The due diligence process is one of the key requirements of an M&A, investment, or any other transaction to successfully move to the next stage and complete the transaction process. Both sellers and buyers need to be thoroughly prepared for it, as both parties need to know what they need to review or access as much useful information about the company as possible. To systematize this process, M&A lawyers create due diligence lists.
What is due diligence?
Due diligence is an extensive and comprehensive evaluation of a company that a potential buyer wants to acquire or where a potential investor wants to invest. First, representatives of the interested party, namely M&A experts, will look at the target company’s structure, assets, liabilities, and major operational and business relationships. With all this information, the experts can learn and assess the seller’s commercial potential, risks, and projections, compare this to the buyer’s business and determine the actual benefit of this acquisition. If all is well, you move on to the next stage of the transaction. A virtual data room can help make the due diligence process smoother and safer. It makes it easy to manage large streams of documents, search them quickly, and protect them securely.
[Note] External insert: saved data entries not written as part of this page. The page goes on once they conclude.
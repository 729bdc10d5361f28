//! Daily price-limit table
//!
//! Expected file: `{limits_dir}/{YYYYMMDD}_stk_limit.csv` with columns
//! `ts_code,trade_date,pre_close,up_limit,down_limit`.

use std::collections::HashMap;
use std::fs::File;
use std::io::{BufRead, BufReader};
use std::path::{Path, PathBuf};

use chrono::NaiveDate;
use tracing::{info, warn};

use crate::clock::format_trading_date;
use crate::error::ScrubResult;
use crate::ingest::tokenizer::{fit_to_width, split_fields};
use crate::ingest::HeaderIndex;

const LAYOUT: &str = "stk-limit";

/// Daily upper and lower price bounds of one instrument
#[derive(Debug, Clone, Copy, PartialEq, Default)]
pub struct PriceLimit {
    pub high_limit: f64,
    pub low_limit: f64,
}

/// Read-only price-limit lookup
pub trait PriceLimitSource: Sync {
    fn lookup(&self, instrument_id: &str) -> Option<PriceLimit>;
}

/// Price limits of one trading date keyed by instrument id
#[derive(Debug, Clone, Default)]
pub struct PriceLimitTable {
    limits: HashMap<String, PriceLimit>,
}

impl PriceLimitTable {
    pub fn new() -> Self {
        Self::default()
    }

    pub fn insert(&mut self, instrument_id: impl Into<String>, limit: PriceLimit) {
        self.limits.insert(instrument_id.into(), limit);
    }

    pub fn len(&self) -> usize {
        self.limits.len()
    }

    pub fn is_empty(&self) -> bool {
        self.limits.is_empty()
    }

    /// Path of the table for `date` under `dir`
    pub fn file_for(dir: &Path, date: NaiveDate) -> PathBuf {
        dir.join(format!("{}_stk_limit.csv", format_trading_date(date)))
    }

    /// Load the table for `date`. A missing file yields an empty table.
    pub fn load_for_date(dir: &Path, date: NaiveDate) -> ScrubResult<Self> {
        let path = Self::file_for(dir, date);
        if !path.exists() {
            warn!("Price-limit table {:?} not found; limits will read as zero", path);
            return Ok(Self::new());
        }
        Self::load(&path)
    }

    /// Load a price-limit CSV. Malformed rows are skipped.
    pub fn load(path: &Path) -> ScrubResult<Self> {
        let mut reader = BufReader::new(File::open(path)?);
        let mut line = String::new();
        if reader.read_line(&mut line)? == 0 {
            return Ok(Self::new());
        }

        let header = HeaderIndex::from_line(&line, line.len() as u64);
        let code = header.require("ts_code", LAYOUT)?;
        let up = header.require("up_limit", LAYOUT)?;
        let down = header.require("down_limit", LAYOUT)?;

        let mut table = Self::new();
        let mut skipped = 0u64;
        for line in reader.lines() {
            let line = line?;
            if line.trim().is_empty() {
                continue;
            }
            let Ok(fields) = fit_to_width(split_fields(&line), header.width()) else {
                skipped += 1;
                continue;
            };
            let parsed = (
                fields[code].trim(),
                fields[up].trim().parse::<f64>(),
                fields[down].trim().parse::<f64>(),
            );
            match parsed {
                (id, Ok(high_limit), Ok(low_limit)) if !id.is_empty() => {
                    table.insert(id, PriceLimit { high_limit, low_limit });
                }
                _ => skipped += 1,
            }
        }

        info!(
            "Loaded {} price limits from {:?} ({} rows skipped)",
            table.len(),
            path,
            skipped
        );
        Ok(table)
    }
}

impl PriceLimitSource for PriceLimitTable {
    fn lookup(&self, instrument_id: &str) -> Option<PriceLimit> {
        self.limits.get(instrument_id).copied()
    }
}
What should be included in an M&A due diligence checklist?
The due diligence checklist differs based on the nature of business being sold, but there are some issues that experts review as a must-have, and we will highlight this comprehensive list below.
-Corporate structure documents and general questions
- Lists of security holders
- Corporate Articles of Incorporation
- Organizational chart
- Share option plans and agreements
- Founding documents
- Restructuring and recapitalization of data
- All minutes of board, shareholder, and executive committee meetings
- Agreements to buy or sell a business
- Share appreciation plans.
Financial information of the companies is also subject to obligatory examination. Among the financial documents that are often examined are various financial projections for the next five years and loan agreements, debts, and contingent liabilities for the past five years.
- All available income and sales tax returns for the last five years
- Correspondence from any taxing authority
- Information from state audits
- Tax sharing agreements
- Net operating losses
The buyer needs to understand how the company being acquired will fit strategically into their existing business and how the combined companies can work together in the future. To understand this, the seller must provide data on human resources, overall work culture, integration and transition, technology, and marginal costs.
- Commercial secrets
- Litigation and intellectual property claims
- Real Estate
- Research and development
The purchaser must review the overall cost of assets and losses or obligations thereunder.
This part of the documents usually takes the most effort and time for due diligence examiners. The checklist usually includes:
- Contracts with customers and suppliers
- Warranties, loans, and credit agreements
- Equipment leases
- Debt schedules (accounts payable or receivable)
- Non-competition agreements
- Labor contracts
- Promotional, sales, and dealer agreements
-Employees and management
The buyer must identify the company’s core values to ensure they match his own. To do this, experts check employee contracts, benefits, and policies. This also helps them decide which employees they will keep after the merger and what problems existed in the management structure and employee base.
A due diligence lawyer should review any pending, settled, litigated, or threatened litigation.